What you should do
Once the line with "requested next state." is found in the entries below, print it and each following line exactly, stopping after the line with "pub fn set(&mut self, next: GameStates)"; print nothing else.

Source data
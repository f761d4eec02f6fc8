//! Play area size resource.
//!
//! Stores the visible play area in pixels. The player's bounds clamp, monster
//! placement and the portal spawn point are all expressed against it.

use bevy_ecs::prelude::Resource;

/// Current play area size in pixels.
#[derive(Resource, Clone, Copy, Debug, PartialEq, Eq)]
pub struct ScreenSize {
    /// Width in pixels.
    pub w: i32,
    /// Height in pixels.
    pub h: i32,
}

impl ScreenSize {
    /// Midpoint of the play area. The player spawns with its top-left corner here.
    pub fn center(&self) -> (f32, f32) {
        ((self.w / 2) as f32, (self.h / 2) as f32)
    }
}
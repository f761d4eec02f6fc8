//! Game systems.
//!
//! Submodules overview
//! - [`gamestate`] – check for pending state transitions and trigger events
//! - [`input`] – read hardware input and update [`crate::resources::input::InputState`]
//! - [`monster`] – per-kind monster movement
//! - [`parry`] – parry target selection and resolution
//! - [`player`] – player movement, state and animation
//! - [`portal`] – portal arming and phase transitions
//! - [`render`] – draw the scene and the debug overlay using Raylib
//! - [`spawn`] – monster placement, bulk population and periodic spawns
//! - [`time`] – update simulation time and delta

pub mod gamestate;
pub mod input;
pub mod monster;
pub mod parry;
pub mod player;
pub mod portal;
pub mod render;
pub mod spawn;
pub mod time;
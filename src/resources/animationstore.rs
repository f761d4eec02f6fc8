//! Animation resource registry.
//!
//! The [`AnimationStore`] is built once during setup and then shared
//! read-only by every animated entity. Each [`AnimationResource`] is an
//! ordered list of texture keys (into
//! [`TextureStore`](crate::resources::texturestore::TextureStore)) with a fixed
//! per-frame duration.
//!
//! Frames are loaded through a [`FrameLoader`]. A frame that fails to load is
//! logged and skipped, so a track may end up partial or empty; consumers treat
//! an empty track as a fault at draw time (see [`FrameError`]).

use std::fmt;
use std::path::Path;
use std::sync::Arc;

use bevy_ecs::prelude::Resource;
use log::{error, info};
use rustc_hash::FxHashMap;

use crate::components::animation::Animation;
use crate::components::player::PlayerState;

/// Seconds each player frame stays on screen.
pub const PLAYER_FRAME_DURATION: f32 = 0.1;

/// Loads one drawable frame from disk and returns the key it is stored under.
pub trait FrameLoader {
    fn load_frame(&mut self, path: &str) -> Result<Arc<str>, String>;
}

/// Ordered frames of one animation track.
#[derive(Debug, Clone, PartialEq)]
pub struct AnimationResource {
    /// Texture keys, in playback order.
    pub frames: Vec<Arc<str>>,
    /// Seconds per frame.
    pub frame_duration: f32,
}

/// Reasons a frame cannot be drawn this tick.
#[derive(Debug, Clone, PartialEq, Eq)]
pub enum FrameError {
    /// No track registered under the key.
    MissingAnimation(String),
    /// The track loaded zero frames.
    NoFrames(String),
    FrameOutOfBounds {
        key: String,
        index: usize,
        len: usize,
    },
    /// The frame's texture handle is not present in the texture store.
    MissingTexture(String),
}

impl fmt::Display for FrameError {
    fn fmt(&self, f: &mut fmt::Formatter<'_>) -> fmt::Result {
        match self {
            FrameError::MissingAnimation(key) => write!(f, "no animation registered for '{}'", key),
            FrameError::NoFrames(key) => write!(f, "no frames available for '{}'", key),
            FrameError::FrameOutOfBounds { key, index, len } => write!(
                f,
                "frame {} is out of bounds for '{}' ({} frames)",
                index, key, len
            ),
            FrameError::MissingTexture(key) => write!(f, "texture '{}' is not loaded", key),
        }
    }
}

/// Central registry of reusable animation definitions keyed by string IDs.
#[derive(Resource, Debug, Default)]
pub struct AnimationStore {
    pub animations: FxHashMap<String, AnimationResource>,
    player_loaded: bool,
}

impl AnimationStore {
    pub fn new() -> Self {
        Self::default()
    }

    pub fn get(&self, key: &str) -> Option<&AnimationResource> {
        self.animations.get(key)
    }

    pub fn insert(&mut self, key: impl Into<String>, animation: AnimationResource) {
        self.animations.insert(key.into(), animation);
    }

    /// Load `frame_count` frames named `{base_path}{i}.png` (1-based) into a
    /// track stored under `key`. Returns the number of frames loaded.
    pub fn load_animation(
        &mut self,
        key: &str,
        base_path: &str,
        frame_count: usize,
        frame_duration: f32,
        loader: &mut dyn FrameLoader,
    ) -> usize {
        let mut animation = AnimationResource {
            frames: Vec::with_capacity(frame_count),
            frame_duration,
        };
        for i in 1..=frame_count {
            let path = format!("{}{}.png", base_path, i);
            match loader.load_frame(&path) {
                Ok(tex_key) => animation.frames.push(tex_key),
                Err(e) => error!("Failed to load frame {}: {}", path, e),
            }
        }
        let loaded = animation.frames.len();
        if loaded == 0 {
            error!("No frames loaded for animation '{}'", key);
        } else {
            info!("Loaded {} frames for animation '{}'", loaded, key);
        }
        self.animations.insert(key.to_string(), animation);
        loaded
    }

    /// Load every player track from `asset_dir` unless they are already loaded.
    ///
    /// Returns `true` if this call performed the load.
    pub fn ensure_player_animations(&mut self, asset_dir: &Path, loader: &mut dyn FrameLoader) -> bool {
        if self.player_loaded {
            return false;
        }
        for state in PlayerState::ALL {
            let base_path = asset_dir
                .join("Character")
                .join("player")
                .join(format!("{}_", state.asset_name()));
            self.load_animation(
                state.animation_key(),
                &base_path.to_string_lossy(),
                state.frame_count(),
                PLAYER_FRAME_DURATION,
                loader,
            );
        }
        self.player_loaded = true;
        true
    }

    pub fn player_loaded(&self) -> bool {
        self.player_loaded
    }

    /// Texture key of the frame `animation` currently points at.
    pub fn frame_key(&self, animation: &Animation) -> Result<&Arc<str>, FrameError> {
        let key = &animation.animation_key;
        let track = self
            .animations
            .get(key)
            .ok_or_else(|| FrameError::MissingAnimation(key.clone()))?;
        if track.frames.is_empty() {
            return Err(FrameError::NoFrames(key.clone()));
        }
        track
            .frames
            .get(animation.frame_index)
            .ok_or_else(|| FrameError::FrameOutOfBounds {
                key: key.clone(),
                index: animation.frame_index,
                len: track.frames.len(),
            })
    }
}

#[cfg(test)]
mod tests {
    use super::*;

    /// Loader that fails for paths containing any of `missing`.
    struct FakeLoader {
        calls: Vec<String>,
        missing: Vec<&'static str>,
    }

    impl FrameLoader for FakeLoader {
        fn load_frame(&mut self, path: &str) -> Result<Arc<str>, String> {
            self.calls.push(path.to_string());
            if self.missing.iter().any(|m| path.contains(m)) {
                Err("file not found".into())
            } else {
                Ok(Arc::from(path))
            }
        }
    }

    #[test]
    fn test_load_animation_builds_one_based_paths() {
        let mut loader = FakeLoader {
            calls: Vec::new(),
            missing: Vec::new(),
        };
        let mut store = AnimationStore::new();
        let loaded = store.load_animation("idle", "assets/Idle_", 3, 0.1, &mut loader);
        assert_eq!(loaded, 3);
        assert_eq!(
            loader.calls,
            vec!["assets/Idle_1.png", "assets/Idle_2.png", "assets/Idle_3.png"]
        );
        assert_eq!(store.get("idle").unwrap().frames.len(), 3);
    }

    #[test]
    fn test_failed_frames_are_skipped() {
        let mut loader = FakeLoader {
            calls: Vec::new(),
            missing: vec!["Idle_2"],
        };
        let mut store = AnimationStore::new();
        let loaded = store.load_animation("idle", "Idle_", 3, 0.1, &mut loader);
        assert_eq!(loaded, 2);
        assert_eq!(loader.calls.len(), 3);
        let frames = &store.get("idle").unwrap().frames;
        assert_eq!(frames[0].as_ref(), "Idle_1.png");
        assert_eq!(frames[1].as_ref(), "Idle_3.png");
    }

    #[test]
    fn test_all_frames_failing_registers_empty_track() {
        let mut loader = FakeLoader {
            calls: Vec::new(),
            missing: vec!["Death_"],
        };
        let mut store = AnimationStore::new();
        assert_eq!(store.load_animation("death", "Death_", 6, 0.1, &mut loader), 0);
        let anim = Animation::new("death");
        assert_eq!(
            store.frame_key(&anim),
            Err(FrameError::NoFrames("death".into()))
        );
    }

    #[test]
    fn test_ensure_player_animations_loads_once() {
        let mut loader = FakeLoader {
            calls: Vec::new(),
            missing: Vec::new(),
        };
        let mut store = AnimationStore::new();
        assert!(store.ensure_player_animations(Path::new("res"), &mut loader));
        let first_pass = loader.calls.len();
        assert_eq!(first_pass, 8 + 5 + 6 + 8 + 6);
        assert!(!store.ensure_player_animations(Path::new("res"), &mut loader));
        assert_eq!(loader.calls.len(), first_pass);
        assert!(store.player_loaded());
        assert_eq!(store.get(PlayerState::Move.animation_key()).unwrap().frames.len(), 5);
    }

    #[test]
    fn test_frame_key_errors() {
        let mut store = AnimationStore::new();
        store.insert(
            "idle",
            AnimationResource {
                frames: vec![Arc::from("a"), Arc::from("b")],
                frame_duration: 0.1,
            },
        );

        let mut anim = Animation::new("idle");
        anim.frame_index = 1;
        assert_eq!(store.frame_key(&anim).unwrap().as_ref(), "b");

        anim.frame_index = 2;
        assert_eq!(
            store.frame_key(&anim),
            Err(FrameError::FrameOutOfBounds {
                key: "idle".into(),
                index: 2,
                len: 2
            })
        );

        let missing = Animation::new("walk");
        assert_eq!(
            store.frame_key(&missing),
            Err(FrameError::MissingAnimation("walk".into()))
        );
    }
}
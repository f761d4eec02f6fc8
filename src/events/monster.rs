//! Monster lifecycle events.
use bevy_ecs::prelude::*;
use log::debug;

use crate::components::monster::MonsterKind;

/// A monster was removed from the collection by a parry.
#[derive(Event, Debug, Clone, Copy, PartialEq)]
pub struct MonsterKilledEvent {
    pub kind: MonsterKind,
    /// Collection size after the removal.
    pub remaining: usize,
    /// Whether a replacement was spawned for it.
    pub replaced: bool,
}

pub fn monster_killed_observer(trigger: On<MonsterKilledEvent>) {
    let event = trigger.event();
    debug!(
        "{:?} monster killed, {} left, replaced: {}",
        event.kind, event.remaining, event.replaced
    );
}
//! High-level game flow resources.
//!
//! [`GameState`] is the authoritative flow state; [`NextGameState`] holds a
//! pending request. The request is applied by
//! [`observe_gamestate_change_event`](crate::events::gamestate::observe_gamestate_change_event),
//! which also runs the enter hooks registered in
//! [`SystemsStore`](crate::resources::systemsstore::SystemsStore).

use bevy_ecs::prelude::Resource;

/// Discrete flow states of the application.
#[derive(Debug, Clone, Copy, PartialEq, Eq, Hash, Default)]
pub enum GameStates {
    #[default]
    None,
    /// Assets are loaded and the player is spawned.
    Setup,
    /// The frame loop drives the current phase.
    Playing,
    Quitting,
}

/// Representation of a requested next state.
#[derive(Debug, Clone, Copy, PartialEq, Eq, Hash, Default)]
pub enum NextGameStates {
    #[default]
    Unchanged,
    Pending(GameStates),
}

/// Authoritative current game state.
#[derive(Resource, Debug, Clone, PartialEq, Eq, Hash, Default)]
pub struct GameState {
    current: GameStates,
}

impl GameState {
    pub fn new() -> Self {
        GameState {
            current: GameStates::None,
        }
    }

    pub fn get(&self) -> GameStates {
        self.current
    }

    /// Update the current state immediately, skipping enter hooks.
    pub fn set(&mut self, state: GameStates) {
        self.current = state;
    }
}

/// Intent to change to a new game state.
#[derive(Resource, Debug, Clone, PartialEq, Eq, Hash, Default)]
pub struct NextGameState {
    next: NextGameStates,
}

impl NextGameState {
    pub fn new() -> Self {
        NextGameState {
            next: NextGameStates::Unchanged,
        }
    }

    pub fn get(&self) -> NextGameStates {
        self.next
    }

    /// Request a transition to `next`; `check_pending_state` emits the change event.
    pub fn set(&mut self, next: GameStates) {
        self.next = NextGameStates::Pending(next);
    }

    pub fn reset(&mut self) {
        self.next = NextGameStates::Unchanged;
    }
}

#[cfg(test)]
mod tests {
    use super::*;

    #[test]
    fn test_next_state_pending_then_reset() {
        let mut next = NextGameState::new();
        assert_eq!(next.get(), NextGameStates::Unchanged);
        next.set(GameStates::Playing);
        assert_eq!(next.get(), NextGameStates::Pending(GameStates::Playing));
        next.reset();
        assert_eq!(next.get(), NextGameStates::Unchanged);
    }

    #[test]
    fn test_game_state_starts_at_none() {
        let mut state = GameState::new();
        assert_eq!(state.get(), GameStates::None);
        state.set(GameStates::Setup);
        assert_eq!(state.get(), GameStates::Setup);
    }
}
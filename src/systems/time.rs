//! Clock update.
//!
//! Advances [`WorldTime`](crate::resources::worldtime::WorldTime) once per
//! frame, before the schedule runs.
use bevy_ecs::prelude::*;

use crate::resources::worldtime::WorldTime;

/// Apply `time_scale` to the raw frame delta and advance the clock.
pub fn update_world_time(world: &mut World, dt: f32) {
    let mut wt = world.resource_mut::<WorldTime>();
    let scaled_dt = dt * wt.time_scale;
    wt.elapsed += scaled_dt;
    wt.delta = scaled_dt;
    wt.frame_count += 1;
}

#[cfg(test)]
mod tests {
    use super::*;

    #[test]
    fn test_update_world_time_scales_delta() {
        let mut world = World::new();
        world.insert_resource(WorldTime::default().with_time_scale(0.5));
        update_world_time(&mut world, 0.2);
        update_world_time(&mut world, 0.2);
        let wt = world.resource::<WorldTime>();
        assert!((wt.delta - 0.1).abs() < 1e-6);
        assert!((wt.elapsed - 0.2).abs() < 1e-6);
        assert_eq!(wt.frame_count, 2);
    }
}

Reply
/// Representation of a requested next state.
#[derive(Debug, Clone, Copy, PartialEq, Eq, Hash, Default)]
pub enum NextGameStates {
    #[default]
    Unchanged,
    Pending(GameStates),
}

/// Authoritative current game state.
#[derive(Resource, Debug, Clone, PartialEq, Eq, Hash, Default)]
pub struct GameState {
    current: GameStates,
}

impl GameState {
    pub fn new() -> Self {
        GameState {
            current: GameStates::None,
        }
    }

    pub fn get(&self) -> GameStates {
        self.current
    }

    /// Update the current state immediately, skipping enter hooks.
    pub fn set(&mut self, state: GameStates) {
        self.current = state;
    }
}

/// Intent to change to a new game state.
#[derive(Resource, Debug, Clone, PartialEq, Eq, Hash, Default)]
pub struct NextGameState {
    next: NextGameStates,
}

impl NextGameState {
    pub fn new() -> Self {
        NextGameState {
            next: NextGameStates::Unchanged,
        }
    }

    pub fn get(&self) -> NextGameStates {
        self.next
    }

    /// Request a transition to `next`; `check_pending_state` emits the change event.
    pub fn set(&mut self, next: GameStates) {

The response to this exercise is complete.